AI ROI: How to measure the true value of AI
For all the buzz about AI’s potential to transform business, many organizations struggle to ascertain the extent to which their AI implementations are actually working.
Part of this is because AI doesn’t just replace a task or automate a process — rather, it changes how work itself happens, often in ways that are hard to quantify. Measuring that impact means deciding what return really means, and how to connect new forms of digital labor to traditional business outcomes.
“Like everyone else in the world right now, we’re figuring it out as we go,” says Agustina Branz, senior marketing manager at Source86.
That trial-and-error approach is what defines the current conversation about AI ROI.
To help shed light on measuring the value of AI, we spoke to several tech leaders about how their organizations are learning to gauge performance in this area — from simple benchmarks against human work to complex frameworks that track cultural change, cost models, and the hard math of value realization.
The simplest benchmark: Can AI do better than you?
There’s a fundamental question all organizations are starting to ask, one that underlies nearly every AI metric in use today: How well does AI perform a task relative to a human? For Source86’s Branz, that means applying the same yardstick to AI that she uses for human output.
“AI can definitely make work faster, but faster doesn’t mean ROI,” she says. “We try to measure it the same way we do with human output: by whether it drives real results like traffic, qualified leads, and conversions.

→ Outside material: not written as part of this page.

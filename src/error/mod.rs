mod app_error;

pub use app_error::{AppError, AppResult, ValidationFieldError};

One KPI that has been useful for us has been cost per qualified outcome, which basically means how much less it costs to get a real result like the ones we were getting before.”

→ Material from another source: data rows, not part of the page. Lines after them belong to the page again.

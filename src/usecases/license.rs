//! License actions: assignment, reassignment and guarded status changes.
//!
//! Every action loads the license inside the unit of work, applies the
//! state-machine method on [`License`], re-checks business rules and stores
//! the result with its new history entry.

use std::sync::Arc;

use jiff::Timestamp;
use serde::{Deserialize, Serialize};
use tracing::{info, instrument};

use super::RequestContext;
use super::pipeline::Pipeline;
use crate::error::{AppError, AppResult};
use crate::models::{Entity, License, LicenseAction, LicenseError};
use crate::repositories::EntityRepository;
use crate::services::{Action, transactional};

#[derive(Debug, Clone, PartialEq, Eq, Serialize, Deserialize)]
pub struct AssignLicenseInput {
    pub license_id: String,
    pub user_id: String,
}

#[derive(Debug, Clone, PartialEq, Eq, Serialize, Deserialize)]
pub struct ReassignLicenseInput {
    pub license_id: String,
    pub user_id: String,
    #[serde(default)]
    pub reason: Option<String>,
}

#[derive(Debug, Clone, PartialEq, Eq, Serialize, Deserialize)]
pub struct TransitionLicenseInput {
    pub license_id: String,
    pub action: LicenseAction,
    #[serde(default)]
    pub reason: Option<String>,
}

/// Loading and error shaping shared by the three actions.
#[derive(Clone)]
struct LicenseSteps {
    repo: Arc<dyn EntityRepository<License>>,
    pipeline: Pipeline,
}

impl LicenseSteps {
    async fn load(&self, ctx: &RequestContext, id: &str) -> AppResult<License> {
        self.repo
            .read(id)
            .await?
            .ok_or_else(|| self.pipeline.not_found(ctx, License::NAME, id))
    }

    fn require_user(&self, ctx: &RequestContext, user_id: &str) -> AppResult<()> {
        if user_id.trim().is_empty() {
            let label = self.pipeline.entity_label(ctx, License::NAME);
            return Err(AppError::Validation {
                field: "user_id".to_string(),
                reason: self.pipeline.services().translation.get(
                    &ctx.business_type,
                    "errors.invalid_request",
                    &[("entity", &label), ("reason", "user_id is required")],
                ),
            });
        }
        Ok(())
    }

    fn conflict(&self, ctx: &RequestContext, error: &LicenseError) -> AppError {
        let (from, to, status, user, action) = match error {
            LicenseError::InvalidTransition { from, to } => {
                (from.as_str(), to.as_str(), "", "", "")
            }
            LicenseError::NotAssignable { status } => ("", "", status.as_str(), "", ""),
            LicenseError::AlreadyAssigned { user_id } | LicenseError::SameAssignee { user_id } => {
                ("", "", "", user_id.as_str(), "")
            }
            LicenseError::NotATransition { action } => ("", "", "", "", action.as_str()),
            LicenseError::NotAssigned => ("", "", "", "", ""),
        };
        AppError::Conflict {
            message: self.pipeline.services().translation.get_with_default(
                &ctx.business_type,
                &format!("license.{}", error.key()),
                &error.to_string(),
                &[
                    ("from", from),
                    ("to", to),
                    ("status", status),
                    ("user", user),
                    ("action", action),
                ],
            ),
        }
    }

    /// Runs `apply` on the stored license and persists the result.
    async fn mutate<F>(
        &self,
        ctx: &RequestContext,
        license_id: &str,
        permission: Action,
        assignee: Option<&str>,
        apply: F,
    ) -> AppResult<License>
    where
        F: FnOnce(&mut License, Timestamp) -> Result<(), LicenseError> + Send,
    {
        self.pipeline.authorize(ctx, License::NAME, permission).await?;
        self.pipeline.require_id(ctx, License::NAME, license_id)?;
        if let Some(user_id) = assignee {
            self.require_user(ctx, user_id)?;
        }

        transactional(self.pipeline.services().transactions.as_ref(), async {
            let mut license = self.load(ctx, license_id).await?;
            apply(&mut license, Timestamp::now()).map_err(|e| self.conflict(ctx, &e))?;
            license
                .check_business_rules()
                .map_err(|v| self.pipeline.rule_violation(ctx, v))?;
            self.repo.update(license).await
        })
        .await
        .map_err(|e| {
            self.pipeline
                .operation_failed(ctx, License::NAME, permission, e)
        })
    }
}

pub struct AssignLicense {
    steps: LicenseSteps,
}

impl AssignLicense {
    pub fn new(repo: Arc<dyn EntityRepository<License>>, pipeline: Pipeline) -> Self {
        Self {
            steps: LicenseSteps { repo, pipeline },
        }
    }

    /// Gives an unassigned license to a user; a pending license becomes active.
    #[instrument(
        skip_all,
        fields(user = %ctx.user_id, license = %input.license_id, assignee = %input.user_id)
    )]
    pub async fn execute(
        &self,
        ctx: &RequestContext,
        input: &AssignLicenseInput,
    ) -> AppResult<License> {
        let assignee = Some(input.user_id.as_str());
        let license = self
            .steps
            .mutate(ctx, &input.license_id, Action::Assign, assignee, |license, at| {
                license
                    .assign(&input.user_id, &ctx.user_id, at)
                    .map(|_| ())
            })
            .await?;
        info!(status = %license.status, "License assigned");
        Ok(license)
    }
}

pub struct ReassignLicense {
    steps: LicenseSteps,
}

impl ReassignLicense {
    pub fn new(repo: Arc<dyn EntityRepository<License>>, pipeline: Pipeline) -> Self {
        Self {
            steps: LicenseSteps { repo, pipeline },
        }
    }

    /// Moves an active, assigned license to a different user.
    #[instrument(
        skip_all,
        fields(user = %ctx.user_id, license = %input.license_id, assignee = %input.user_id)
    )]
    pub async fn execute(
        &self,
        ctx: &RequestContext,
        input: &ReassignLicenseInput,
    ) -> AppResult<License> {
        let assignee = Some(input.user_id.as_str());
        let license = self
            .steps
            .mutate(ctx, &input.license_id, Action::Reassign, assignee, |license, at| {
                license
                    .reassign(&input.user_id, &ctx.user_id, input.reason.clone(), at)
                    .map(|_| ())
            })
            .await?;
        info!("License reassigned");
        Ok(license)
    }
}

pub struct TransitionLicense {
    steps: LicenseSteps,
}

impl TransitionLicense {
    pub fn new(repo: Arc<dyn EntityRepository<License>>, pipeline: Pipeline) -> Self {
        Self {
            steps: LicenseSteps { repo, pipeline },
        }
    }

    /// Activates, suspends, revokes or expires a license.
    #[instrument(
        skip_all,
        fields(user = %ctx.user_id, license = %input.license_id, action = %input.action)
    )]
    pub async fn execute(
        &self,
        ctx: &RequestContext,
        input: &TransitionLicenseInput,
    ) -> AppResult<License> {
        let license = self
            .steps
            .mutate(ctx, &input.license_id, Action::Transition, None, |license, at| {
                license
                    .transition(input.action, &ctx.user_id, input.reason.clone(), at)
                    .map(|_| ())
            })
            .await?;
        info!(status = %license.status, "License status changed");
        Ok(license)
    }
}

#[cfg(test)]
mod tests {
    use super::*;
    use crate::models::LicenseStatus;
    use crate::models::fixtures::license;
    use crate::usecases::test_support::{alice, pipeline, seeded_repo};

    fn licenses() -> Arc<dyn EntityRepository<License>> {
        seeded_repo(vec![
            license("lic-pending", LicenseStatus::Pending),
            license("lic-active", LicenseStatus::Active),
            license("lic-revoked", LicenseStatus::Revoked),
        ])
    }

    fn assign_input(license_id: &str, user_id: &str) -> AssignLicenseInput {
        AssignLicenseInput {
            license_id: license_id.to_string(),
            user_id: user_id.to_string(),
        }
    }

    #[tokio::test]
    async fn test_assign_activates_and_records_history() {
        let repo = licenses();
        let assign = AssignLicense::new(repo.clone(), pipeline(true));
        let lic = assign
            .execute(&alice(), &assign_input("lic-pending", "bob"))
            .await
            .unwrap();

        assert_eq!(lic.status, LicenseStatus::Active);
        assert_eq!(lic.assignee_user_id.as_deref(), Some("bob"));
        assert_eq!(lic.history.len(), 1);
        assert_eq!(lic.history[0].actor, "alice");

        let stored = repo.read("lic-pending").await.unwrap().unwrap();
        assert_eq!(stored, lic);
    }

    #[tokio::test]
    async fn test_assign_twice_is_translated_conflict() {
        let repo = licenses();
        let assign = AssignLicense::new(repo, pipeline(true));
        assign
            .execute(&alice(), &assign_input("lic-active", "bob"))
            .await
            .unwrap();

        let gym = RequestContext::new("alice", "fitness_center");
        let err = assign
            .execute(&gym, &assign_input("lic-active", "carol"))
            .await
            .unwrap_err();
        match err {
            AppError::Conflict { message } => {
                assert_eq!(message, "This membership already belongs to bob");
            }
            other => panic!("Expected Conflict, got {other:?}"),
        }
    }

    #[tokio::test]
    async fn test_assign_requires_user() {
        let assign = AssignLicense::new(licenses(), pipeline(true));
        let err = assign
            .execute(&alice(), &assign_input("lic-pending", " "))
            .await
            .unwrap_err();
        assert!(matches!(err, AppError::Validation { ref field, .. } if field == "user_id"));
    }

    #[tokio::test]
    async fn test_reassign_flow() {
        let repo = licenses();
        let p = pipeline(true);
        AssignLicense::new(repo.clone(), p.clone())
            .execute(&alice(), &assign_input("lic-active", "bob"))
            .await
            .unwrap();

        let reassign = ReassignLicense::new(repo, p);
        let lic = reassign
            .execute(
                &alice(),
                &ReassignLicenseInput {
                    license_id: "lic-active".to_string(),
                    user_id: "carol".to_string(),
                    reason: Some("role change".to_string()),
                },
            )
            .await
            .unwrap();
        assert_eq!(lic.assignee_user_id.as_deref(), Some("carol"));
        let last = lic.history.last().unwrap();
        assert_eq!(last.from_assignee.as_deref(), Some("bob"));
        assert_eq!(last.reason.as_deref(), Some("role change"));
    }

    #[tokio::test]
    async fn test_reassign_unassigned_is_conflict() {
        let reassign = ReassignLicense::new(licenses(), pipeline(true));
        let err = reassign
            .execute(
                &alice(),
                &ReassignLicenseInput {
                    license_id: "lic-active".to_string(),
                    user_id: "carol".to_string(),
                    reason: None,
                },
            )
            .await
            .unwrap_err();
        match err {
            AppError::Conflict { message } => {
                assert_eq!(message, "This license is not assigned to anyone");
            }
            other => panic!("Expected Conflict, got {other:?}"),
        }
    }

    #[tokio::test]
    async fn test_terminal_license_cannot_transition() {
        let transition = TransitionLicense::new(licenses(), pipeline(true));
        let err = transition
            .execute(
                &alice(),
                &TransitionLicenseInput {
                    license_id: "lic-revoked".to_string(),
                    action: LicenseAction::Activate,
                    reason: None,
                },
            )
            .await
            .unwrap_err();
        match err {
            AppError::Conflict { message } => {
                assert_eq!(message, "A revoked license cannot become active");
            }
            other => panic!("Expected Conflict, got {other:?}"),
        }
    }

    #[tokio::test]
    async fn test_suspend_and_unknown_license() {
        let repo = licenses();
        let transition = TransitionLicense::new(repo, pipeline(true));
        let lic = transition
            .execute(
                &alice(),
                &TransitionLicenseInput {
                    license_id: "lic-active".to_string(),
                    action: LicenseAction::Suspend,
                    reason: Some("unpaid invoice".to_string()),
                },
            )
            .await
            .unwrap();
        assert_eq!(lic.status, LicenseStatus::Suspended);

        let err = transition
            .execute(
                &alice(),
                &TransitionLicenseInput {
                    license_id: "lic-missing".to_string(),
                    action: LicenseAction::Suspend,
                    reason: None,
                },
            )
            .await
            .unwrap_err();
        assert!(matches!(err, AppError::NotFound { .. }));
    }

    #[tokio::test]
    async fn test_actions_require_permission() {
        let assign = AssignLicense::new(licenses(), pipeline(true));
        let err = assign
            .execute(
                &RequestContext::new("mallory", "default"),
                &assign_input("lic-pending", "mallory"),
            )
            .await
            .unwrap_err();
        assert!(matches!(err, AppError::Forbidden { .. }));
    }
}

The key is to compare against what humans delivered in the same context. “We try to isolate the impact of AI by running A/B tests between content that uses AI and those that don’t,” she says.
“For instance, when testing AI-generated copy or keyword clusters, we track the same KPIs — traffic, engagement, and conversions — and compare the outcome to human-only outputs,” Branz explains. “Also, we treat AI performance as a directional metric rather than an absolute one. It is super useful for optimization, but definitely not the final judgment.”
Marc‑Aurele Legoux, founder of an organic digital marketing agency, is even more blunt. “Can AI do this better than a human can? If yes, then good. If not, there’s no point to waste money and effort on it,” he says. “As an example, we implemented an AI agent chatbot for one of my luxury travel clients, and it brought in an extra €70,000 [$81,252] in revenue through a single booking.”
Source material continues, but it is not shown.